The conscious, rational mind is a parasite which has hijacked the homo sapiens species for its own purposes.
For billions of years, life on earth was organized by genes directing primitive bio mechanical systems. Recently, the genes began building neural networks with built-in instructions, and even the capability to pass learned behaviors between generations. But the genes screwed up royally when they enabled the replicators doing their bidding to override their programming and develop a culture of their own.
You see, when homo sapiens invented culture, they gained the ability to overrule their genetic programming and do whatever their rational facilities wanted – to an extent. Culture evolves far faster than genes and enabled humans to totally transform their way of life, their environment, and nearly their entire planet. Culture increasingly made evolutionary development irrelevant, as humans increasingly directed both their own and other species sexual selection according to volitional rather than instinctual principles. Although humans are still biologically quite similar to their primate cousins, their newfound dependence on a tool-using culture has led them to evolve such that they cannot survive without tools in nearly all of the environments that they currently dwell in.

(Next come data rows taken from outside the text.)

//! Assistant Orchestrator
//!
//! A conversational assistant backend that:
//! - Persists conversation threads with newest-first pagination
//! - Maintains a bounded cross-conversation global memory
//! - Correlates pause/resume workflows with their originating threads
//! - Drives client submissions through a single armed execution mode
//! - Exposes the whole surface over a REST API
//!
//! REQUEST LOOP:
//! SUBMIT → PREPROCESS → DISPATCH → LAND | CANCEL

pub mod ai;
pub mod api;
pub mod chat;
pub mod error;
pub mod jobs;
pub mod memory;
pub mod models;
pub mod orchestrator;
pub mod store;
pub mod workflow;

pub use error::Result;

// Re-export common types
pub use models::*;
pub use orchestrator::{ExecutionMode, RequestOrchestrator};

By no means is the victory complete. While humans do use their rational facilities to cooperatively provide for their sustenance and raise their offspring, the automatic, and instinctual processes of their brains often sabotage their efforts and cause them to lose their focus on goals, kill each other, or frustrate attempts to mate and reproduce. However, with the passage of time, the domination of the volitional layer is becoming ever more complete. Even within my own brief lifetime, most humans worldwide have visibly increased their capacity for manipulating abstract concepts to cope with the complexity of life in an information economy.
While I’ve called the mind a parasite, don’t mistake that identification for a pejorative. My sympathies — and self-identification lie firmly with my volitional consciousness, not with the animal body that it operates. We may soon face the option of abandoning our biological firmware and operating our minds on a superior computational platform, and I would welcome the possibility. We have already begun the process of offloading computation to our computers whenever possible. It may not be long until humans regard our biological basis as an inferior and unnecessary vestige of our origins.
The biological hormones powering our emotions are part of what make us human as we know it.
We still are ruled by those hormones and evolutionary biological processes, no matter the complexity of the non-human tools and technology and computational platforms around us that we are currently spawning.
It may be impossible to know what moving your consciousness to a non-human computational platform feels like (whether it is ‘good’ or ‘bad’), and it may have to seem like dying in anticipation of it due to the stark incompatibility of understanding between a consciousness that is inside human biological tissue, and one that is not.
And then there’s AI.
And then there’s the idea that consciousness itself may depend on human tissue and be an organic part of it and NOT in fact computer-compatible ‘code’ from neurons but actually innately biological in and of itself.
In which case, transhumanism is the most we can hope for when it comes to doing anything significant to human consciousness. It’ll still need tissue.
Note Elon Musk’s ‘Neuralink’…
The brain cannot be “parasitical” on the body, since replication of the brain depends absolutely on replication of the human individual as a whole, including brain, body, and culture. Thus, the brain must slavishly serve the survival of the whole individual in order to replicate, and cannot be a parasite. The idea that genes are parasites that utilise the body as their “replicator” is equally wrong, since genes are simply a chemical (DNA) that can have no separate purpose or volition. Its about as sensible as referring to a clutch cable as being “parasitical” on a motorcycle. Dawkins “Selfish Gene” was merely a verbal gimmick to emphasise that genes generally last longer than individuals. However, individual human genes may become extinct over time, even if our species lasts for millions of years.